## Task details
From the listing below, copy each line where "HandshakeRequest" occurs.
┄┄┄┄┄┄┄┄┄┄┄┄┄┄┄┄┄┄┄┄
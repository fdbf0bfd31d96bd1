// SPDX-License-Identifier: AGPL-3.0-or-later
// Copyright (c) 2025 ReifyDB

//! One task per connection: handshake, then a loop that multiplexes client frames,
//! the session's outgoing queue, its mailbox and the server shutdown signal.

use std::net::SocketAddr;

use futures_util::{
	SinkExt, StreamExt,
	stream::{SplitSink, SplitStream},
};
use tokio::{
	net::TcpStream,
	sync::{mpsc, watch},
};
use tokio_tungstenite::{
	WebSocketStream, accept_hdr_async,
	tungstenite::{
		Message,
		handshake::server::{ErrorResponse, Request as HandshakeRequest, Response as HandshakeResponse},
		http::StatusCode,
	},
};
use tracing::{debug, warn};

use crate::{ConnectionError, Response, ResponsePayload, WsState, session::Session};

type WsSink = SplitSink<WebSocketStream<TcpStream>, Message>;
type WsSource = SplitStream<WebSocketStream<TcpStream>>;

pub async fn handle_connection(stream: TcpStream, state: WsState, shutdown: watch::Receiver<bool>) {
	let peer = stream.peer_addr().ok();
	match serve(stream, &state, shutdown).await {
		Ok(()) => debug!("Connection {} ended", display_peer(peer)),
		Err(ConnectionError::Handshake(e)) => debug!("Rejected connection {}: {}", display_peer(peer), e),
		Err(e) => warn!("Connection {} failed: {}", display_peer(peer), e),
	}
}

async fn serve(stream: TcpStream, state: &WsState, shutdown: watch::Receiver<bool>) -> Result<(), ConnectionError> {
	let path = state.config().path.clone();
	let ws = accept_hdr_async(stream, |request: &HandshakeRequest, response: HandshakeResponse| {
		check_path(&path, request, response)
	})
	.await
	.map_err(ConnectionError::Handshake)?;

	let (mut sink, mut source) = ws.split();
	let (session, mut outgoing) = state.sessions().register(
		state.tables().clone(),
		state.engine().clone(),
		state.config().mailbox_capacity,
	);
	session.open();

	let result = run(&session, &mut sink, &mut source, &mut outgoing, shutdown).await;

	let reason = if result.is_ok() {
		"connection closed"
	} else {
		"transport failure"
	};
	state.sessions().remove(session.id(), reason);

	if result.is_ok() {
		while let Ok(response) = outgoing.try_recv() {
			if send(&mut sink, &response).await.is_err() {
				break;
			}
		}
		let _ = sink.send(Message::Close(None)).await;
	}

	result
}

async fn run(
	session: &Session,
	sink: &mut WsSink,
	source: &mut WsSource,
	outgoing: &mut mpsc::UnboundedReceiver<Response>,
	mut shutdown: watch::Receiver<bool>,
) -> Result<(), ConnectionError> {
	loop {
		tokio::select! {
			biased;

			changed = shutdown.changed() => {
				if changed.is_err() || *shutdown.borrow() {
					session.close("server shutting down");
					return Ok(());
				}
			}

			// Flush before computing more deltas, so the queue stays short.
			response = outgoing.recv() => {
				let Some(response) = response else {
					return Ok(());
				};
				send(sink, &response).await?;
				if matches!(response.payload, ResponsePayload::SessionClosed { .. }) {
					return Ok(());
				}
			}

			frame = source.next() => {
				match frame {
					Some(Ok(Message::Text(text))) => session.handle_text(&text),
					Some(Ok(Message::Binary(data))) => session.handle_text(&String::from_utf8_lossy(&data)),
					Some(Ok(Message::Close(_))) | None => {
						session.close("client disconnected");
						return Ok(());
					}
					Some(Ok(_)) => {}
					Some(Err(e)) => {
						session.close("transport failure");
						return Err(e.into());
					}
				}
			}

			events = session.mailbox().recv(), if session.is_open() => {
				if let Some(events) = events {
					session.process(events);
				}
			}
		}
	}
}

async fn send(sink: &mut WsSink, response: &Response) -> Result<(), ConnectionError> {
	let text = serde_json::to_string(response)?;
	sink.send(Message::Text(text.into())).await?;
	Ok(())
}

fn check_path(
	path: &str,
	request: &HandshakeRequest,
	response: HandshakeResponse,
) -> Result<HandshakeResponse, ErrorResponse> {
	if request.uri().path() == path {
		return Ok(response);
	}

	let mut rejection = ErrorResponse::new(Some(format!("no websocket endpoint at {}", request.uri().path())));
	*rejection.status_mut() = StatusCode::NOT_FOUND;
	Err(rejection)
}

fn display_peer(peer: Option<SocketAddr>) -> String {
	peer.map(|addr| addr.to_string()).unwrap_or_else(|| "<unknown>".to_string())
}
┄┄┄┄┄┄┄┄┄┄┄┄┄┄┄┄┄┄┄┄
## Response box
		handshake::server::{ErrorResponse, Request as HandshakeRequest, Response as HandshakeResponse},
	let ws = accept_hdr_async(stream, |request: &HandshakeRequest, response: HandshakeResponse| {
	request: &HandshakeRequest,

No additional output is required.